Nope. Objective-C is a _great_ language for performance. Remember the 97-3
rule. That is, only roughly 3% of your code are responsible for almost all the
performance. You just don't know which parts those are.

The dynamic features of the language give you awesome productivity to more
quickly get to the point where you find out which 3% to actually optimize
heavily. Doing this optimization is straightforward because you have all the
tools at your disposal, the road to them is smooth and the performance model
is predictable.

I have repeatedly achieved performance that's better (yes!) than equivalent C
programs, and with a little bit of work you can actually maintain nice OO
APIs.

>(b) being compatible with C so you can easily inline C into Objective-C

I really don't understand where this (common) misunderstanding is coming from.
Objective-C _is_ C, or more precisely a superset of C. You don't "inline C
into Objective-C". You use different aspects of Objective-C as appropriate. If
you are not capable of using the full capabilities of the languages, that is
your fault, not a problem of Objective-C.
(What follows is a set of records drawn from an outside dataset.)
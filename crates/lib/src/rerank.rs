//! # Rerank Logic
//!
//! Reciprocal Rank Fusion of the catalog's vector and keyword result lists.

use crate::tools::TableDescriptor;
use std::collections::HashMap;
use tracing::debug;

const RRF_K: f64 = 60.0;
const KEYWORD_BOOST: f64 = 1.2;

/// Fuses two ranked lists of catalog hits into one.
///
/// Hits are identified by case-folded table name. Each list contributes
/// `1 / (k + rank)` per hit, with keyword hits boosted, and the fused score
/// replaces the original one. The output is sorted by fused score, descending,
/// with ties broken by table name so the order is stable.
pub fn reciprocal_rank_fusion(
    vector_results: Vec<TableDescriptor>,
    keyword_results: Vec<TableDescriptor>,
) -> Vec<TableDescriptor> {
    let mut rrf_scores: HashMap<String, f64> = HashMap::new();

    for (i, result) in vector_results.iter().enumerate() {
        let rank = (i + 1) as f64;
        *rrf_scores.entry(key(result)).or_insert(0.0) += 1.0 / (RRF_K + rank);
    }

    for (i, result) in keyword_results.iter().enumerate() {
        let rank = (i + 1) as f64;
        *rrf_scores.entry(key(result)).or_insert(0.0) += (1.0 / (RRF_K + rank)) * KEYWORD_BOOST;
    }

    let mut combined: Vec<TableDescriptor> = vector_results
        .into_iter()
        .chain(keyword_results)
        .map(|res| (key(&res), res))
        .collect::<HashMap<_, _>>()
        .into_values()
        .collect();

    for result in &mut combined {
        result.score = *rrf_scores.get(&key(result)).unwrap_or(&0.0);
    }

    combined.sort_by(|a, b| {
        b.score
            .partial_cmp(&a.score)
            .unwrap_or(std::cmp::Ordering::Equal)
            .then_with(|| a.table.table_name.cmp(&b.table.table_name))
    });

    debug!(
        "RRF order: {:?}",
        combined
            .iter()
            .map(|r| r.table.table_name.as_str())
            .collect::<Vec<_>>()
    );
    combined
}

fn key(result: &TableDescriptor) -> String {
    result.table.table_name.to_lowercase()
}
use axum::{
    http::StatusCode,
    response::{IntoResponse, Response},
    Json,
};
use memento::AgentError;
use serde_json::json;
use tracing::{error, warn};

/// A custom error type for the server application.
///
/// This enum encapsulates different kinds of errors that can occur within the server,
/// allowing them to be converted into appropriate HTTP responses.
#[derive(Debug)]
pub enum AppError {
    /// Errors originating from `memento`.
    Agent(AgentError),
    /// Malformed or missing request input.
    BadRequest(String),
    /// Generic internal server errors.
    Internal(anyhow::Error),
}

impl From<AgentError> for AppError {
    fn from(err: AgentError) -> Self {
        AppError::Agent(err)
    }
}

impl From<anyhow::Error> for AppError {
    fn from(err: anyhow::Error) -> Self {
        AppError::Internal(err)
    }
}

impl IntoResponse for AppError {
    fn into_response(self) -> Response {
        let (status_code, error_message) = match self {
            AppError::Agent(err) => {
                // Log the original error for debugging purposes
                error!("AgentError: {:?}", err);
                match err {
                    AgentError::MissingAiProvider(_)
                    | AgentError::Config(_)
                    | AgentError::ReqwestClientBuild(_) => (
                        StatusCode::INTERNAL_SERVER_ERROR,
                        "Server is not configured correctly.".to_string(),
                    ),
                    AgentError::AiRequest(_)
                    | AgentError::AiDeserialization(_)
                    | AgentError::AiApi(_) => (StatusCode::BAD_GATEWAY, err.to_string()),
                    AgentError::StorageConnection(_) | AgentError::StorageOperationFailed(_) => {
                        (StatusCode::INTERNAL_SERVER_ERROR, err.to_string())
                    }
                    AgentError::Catalog(_)
                    | AgentError::NotReadOnly(_)
                    | AgentError::JsonSerialization(_) => (StatusCode::BAD_REQUEST, err.to_string()),
                    AgentError::ExecutionTimeout(_) => {
                        (StatusCode::GATEWAY_TIMEOUT, err.to_string())
                    }
                    AgentError::Cancelled => (
                        StatusCode::CONFLICT,
                        "The turn was cancelled because its thread was reset.".to_string(),
                    ),
                    AgentError::Regex(e) => (
                        StatusCode::INTERNAL_SERVER_ERROR,
                        format!("Internal regex error: {e}"),
                    ),
                }
            }
            AppError::BadRequest(message) => {
                warn!("Bad request: {message}");
                (StatusCode::BAD_REQUEST, message)
            }
            AppError::Internal(err) => {
                error!("Internal server error: {:?}", err);
                (
                    StatusCode::INTERNAL_SERVER_ERROR,
                    "An internal server error occurred.".to_string(),
                )
            }
        };

        let body = Json(json!({
            "error": error_message,
        }));

        (status_code, body).into_response()
    }
}
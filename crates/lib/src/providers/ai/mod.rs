pub mod embedding;
pub mod gemini;
pub mod local;

use crate::errors::AgentError;
use async_trait::async_trait;
use dyn_clone::DynClone;
pub use embedding::{Embedder, EmbeddingPurpose};
use std::fmt::Debug;

/// A trait for interacting with an AI provider.
///
/// The controller uses it for intent classification, SQL synthesis, direct answers
/// and result narration. Each task supplies its own system and user prompt.
#[async_trait]
pub trait AiProvider: Send + Sync + Debug + DynClone {
    /// Generates a response from a given system and user prompt.
    async fn generate(&self, system_prompt: &str, user_prompt: &str)
        -> Result<String, AgentError>;
}

dyn_clone::clone_trait_object!(AiProvider);
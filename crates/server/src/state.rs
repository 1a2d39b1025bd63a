//! # Application State
//!
//! This module defines the shared application state (`AppState`) and the logic
//! for building it at startup. The `AppState` holds the turn controller, the
//! session store and both storage providers, making them accessible to all
//! request handlers.

use crate::config::AppConfig;
use memento::{
    constants::DEFAULT_SEARCH_LIMIT,
    prompts::{AgentTask, AgentTasks},
    providers::{
        ai::AiProvider,
        db::{catalog::CatalogStore, lake::LakeStore, open_database},
        factory::create_providers,
    },
    Controller, LakeTools, ResponseRenderer, SessionStore,
};
use std::{collections::HashMap, path::Path, sync::Arc};
use tracing::info;

/// The shared application state, accessible from all request handlers.
#[derive(Clone)]
pub struct AppState {
    /// The application's configuration, loaded from `config.yml`.
    pub config: Arc<AppConfig>,
    pub controller: Arc<Controller>,
    pub renderer: Arc<ResponseRenderer>,
    /// Open conversations keyed by thread id.
    pub sessions: Arc<SessionStore>,
    pub catalog: Arc<CatalogStore>,
    /// The lake the agent queries. Also used to seed local data.
    pub lake: Arc<LakeStore>,
}

impl AppState {
    /// The model serving query synthesis, for the service banner.
    pub fn synthesis_model(&self) -> Option<&str> {
        let provider = self.config.tasks.get("query_synthesis")?.provider.as_deref()?;
        self.config
            .providers
            .get(provider)
            .map(|p| p.model_name.as_str())
    }
}

/// Resolves one task against the instantiated providers.
fn resolve_task(
    name: &str,
    config: &AppConfig,
    providers: &HashMap<String, Box<dyn AiProvider>>,
) -> anyhow::Result<AgentTask> {
    let task = config
        .tasks
        .get(name)
        .ok_or_else(|| anyhow::anyhow!("Task '{name}' is not configured"))?;
    let provider_name = task
        .provider
        .as_deref()
        .ok_or_else(|| anyhow::anyhow!("Resolved task '{name}' is missing required 'provider' field"))?;
    let provider = providers.get(provider_name).ok_or_else(|| {
        anyhow::anyhow!("Task '{name}' refers to unknown provider '{provider_name}'")
    })?;
    let system_prompt = task.system_prompt.clone().ok_or_else(|| {
        anyhow::anyhow!("Resolved task '{name}' is missing required 'system_prompt' field")
    })?;
    let user_prompt = task.user_prompt.clone().ok_or_else(|| {
        anyhow::anyhow!("Resolved task '{name}' is missing required 'user_prompt' field")
    })?;
    Ok(AgentTask::new(provider.clone(), system_prompt, user_prompt))
}

/// Builds the shared application state from the configuration.
///
/// This function initializes all necessary services:
/// - an AI provider client for each entry of the `providers` section,
/// - the four agent tasks routed to those providers,
/// - the Turso database shared by the metadata catalog and the lake,
/// - the controller, the renderer and an empty session store.
pub async fn build_app_state(config: AppConfig) -> anyhow::Result<AppState> {
    let providers = create_providers(&config.providers)?;

    let tasks = AgentTasks {
        intent_classification: resolve_task("intent_classification", &config, &providers)?,
        query_synthesis: resolve_task("query_synthesis", &config, &providers)?,
        direct_answer: resolve_task("direct_answer", &config, &providers)?,
        result_narration: resolve_task("result_narration", &config, &providers)?,
    };

    if config.db_url != ":memory:" {
        if let Some(parent) = Path::new(&config.db_url).parent() {
            if !parent.as_os_str().is_empty() {
                std::fs::create_dir_all(parent)?;
            }
        }
    }
    let db = open_database(&config.db_url).await?;
    let catalog = CatalogStore::new(db.clone(), config.embedding.clone());
    // Ensure the catalog schema is in place on startup.
    catalog.initialize_schema().await?;
    let lake = LakeStore::new(db);
    info!(db_path = %config.db_url, "Initialized lake and catalog storage.");

    let tools = LakeTools::new(catalog.clone(), lake.clone(), DEFAULT_SEARCH_LIMIT);
    let narration = config
        .agent
        .narrate_results
        .then(|| tasks.result_narration.clone());
    let controller = Controller::new(Box::new(tools), tasks, config.agent.clone());

    Ok(AppState {
        config: Arc::new(config),
        controller: Arc::new(controller),
        renderer: Arc::new(ResponseRenderer::new(narration)),
        sessions: Arc::new(SessionStore::new()),
        catalog: Arc::new(catalog),
        lake: Arc::new(lake),
    })
}
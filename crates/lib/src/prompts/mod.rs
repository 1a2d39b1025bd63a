//! # Prompt Templates
//!
//! Prompt templates for the agent's LLM tasks, and the routing of each task to
//! an AI provider.

pub mod tasks;
pub mod vocabulary;

use crate::providers::ai::AiProvider;
use tasks::*;

/// A prompt pair and the provider that serves it.
#[derive(Clone, Debug)]
pub struct AgentTask {
    pub provider: Box<dyn AiProvider>,
    pub system_prompt: String,
    pub user_prompt: String,
}

impl AgentTask {
    pub fn new(
        provider: Box<dyn AiProvider>,
        system_prompt: impl Into<String>,
        user_prompt: impl Into<String>,
    ) -> Self {
        Self {
            provider,
            system_prompt: system_prompt.into(),
            user_prompt: user_prompt.into(),
        }
    }
}

/// The four LLM tasks of a turn.
#[derive(Clone, Debug)]
pub struct AgentTasks {
    pub intent_classification: AgentTask,
    pub query_synthesis: AgentTask,
    pub direct_answer: AgentTask,
    pub result_narration: AgentTask,
}

impl AgentTasks {
    /// Routes every task to `provider` with the default prompts.
    pub fn with_provider(provider: Box<dyn AiProvider>) -> Self {
        Self {
            intent_classification: AgentTask::new(
                provider.clone(),
                INTENT_CLASSIFICATION_SYSTEM_PROMPT,
                INTENT_CLASSIFICATION_USER_PROMPT,
            ),
            query_synthesis: AgentTask::new(
                provider.clone(),
                QUERY_SYNTHESIS_SYSTEM_PROMPT,
                QUERY_SYNTHESIS_USER_PROMPT,
            ),
            direct_answer: AgentTask::new(
                provider.clone(),
                DIRECT_ANSWER_SYSTEM_PROMPT,
                DIRECT_ANSWER_USER_PROMPT,
            ),
            result_narration: AgentTask::new(
                provider,
                RESULT_NARRATION_SYSTEM_PROMPT,
                RESULT_NARRATION_USER_PROMPT,
            ),
        }
    }
}

/// The names under which the tasks appear in configuration.
pub const TASK_NAMES: [&str; 4] = [
    "intent_classification",
    "query_synthesis",
    "direct_answer",
    "result_narration",
];

/// The default `(system, user)` prompts for a task name.
pub fn default_task_prompts(task: &str) -> Option<(&'static str, &'static str)> {
    match task {
        "intent_classification" => Some((
            INTENT_CLASSIFICATION_SYSTEM_PROMPT,
            INTENT_CLASSIFICATION_USER_PROMPT,
        )),
        "query_synthesis" => Some((QUERY_SYNTHESIS_SYSTEM_PROMPT, QUERY_SYNTHESIS_USER_PROMPT)),
        "direct_answer" => Some((DIRECT_ANSWER_SYSTEM_PROMPT, DIRECT_ANSWER_USER_PROMPT)),
        "result_narration" => Some((
            RESULT_NARRATION_SYSTEM_PROMPT,
            RESULT_NARRATION_USER_PROMPT,
        )),
        _ => None,
    }
}
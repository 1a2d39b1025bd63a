pub mod config;
pub mod errors;
pub mod handlers;
pub mod router;
pub mod state;
pub mod types;

use crate::{
    config::{get_config, AppConfig},
    router::create_router,
    state::build_app_state,
};
use std::net::SocketAddr;
use tokio::net::TcpListener;
use tracing::{debug, info};
use tracing_subscriber::FmtSubscriber;

/// Configures and runs the web server.
///
/// This function initializes the application state, creates the router,
/// and starts the Axum server.
pub async fn run(listener: TcpListener, config: AppConfig) -> anyhow::Result<()> {
    debug!(?config, "Server configuration loaded");

    let app_state = build_app_state(config).await?;
    let app = create_router(app_state);

    info!("listening on {}", listener.local_addr()?);
    axum::serve(listener, app).await?;

    Ok(())
}

/// The library's main entry point.
///
/// Sets up logging, configuration, and the TCP listener, then calls `run`.
pub async fn start() -> anyhow::Result<()> {
    dotenvy::dotenv().ok();

    let subscriber = FmtSubscriber::builder()
        .with_env_filter(tracing_subscriber::EnvFilter::from_default_env())
        .compact()
        .finish();
    tracing::subscriber::set_global_default(subscriber).expect("setting default subscriber failed");

    let config = get_config(None)?;
    let addr = SocketAddr::from(([0, 0, 0, 0], config.port));
    let listener = TcpListener::bind(addr).await?;
    info!("Server listening on {}", addr);

    run(listener, config).await
}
This seems to have been lost, with people (inappropriately) using Objective-C
as a pure object-oriented language. It is not. It is a _hybrid_ object-
oriented language. In fact, the way it was intended to be used is to write
your components using C and use dynamic messaging as flexible packaging or
glue.

> because methods can't be devirtualized

Sure they can. I do it all the time:

    
    
       SEL msgSel=@selector(someMessage:);
       IMP devirtualized = [object methodForSelector: msgSel];
       for (i=0;i<LARGE_NUMBER;i++) {
           devirtualized( object, msgSel, arg[i] );
       }
    

Did you mean they can't be automatically devirtualized by the compiler? I hope
you understand that these are two different things. Of course, it would be
nice to have compiler support for this sort of thing, which would have been
miles easier than coming up with a whole new language:

    
    
       for (i=0;i<LARGE_NUMBER;i++) {
           [[object cached:&cache] someMessage:arg[i]];
       }
    
    

Or some other mechanism using const.

> reached the limit of what they can do without incompatible changes to the
> Objective-C semantics. > Hence the performance-related design decisions in
> Swift.

Swift performance is significantly worse and waaaayy less predictable than
Objective-C, and that is despite the Swift compiler running a bunch of
mandatory optimizations even at -O0.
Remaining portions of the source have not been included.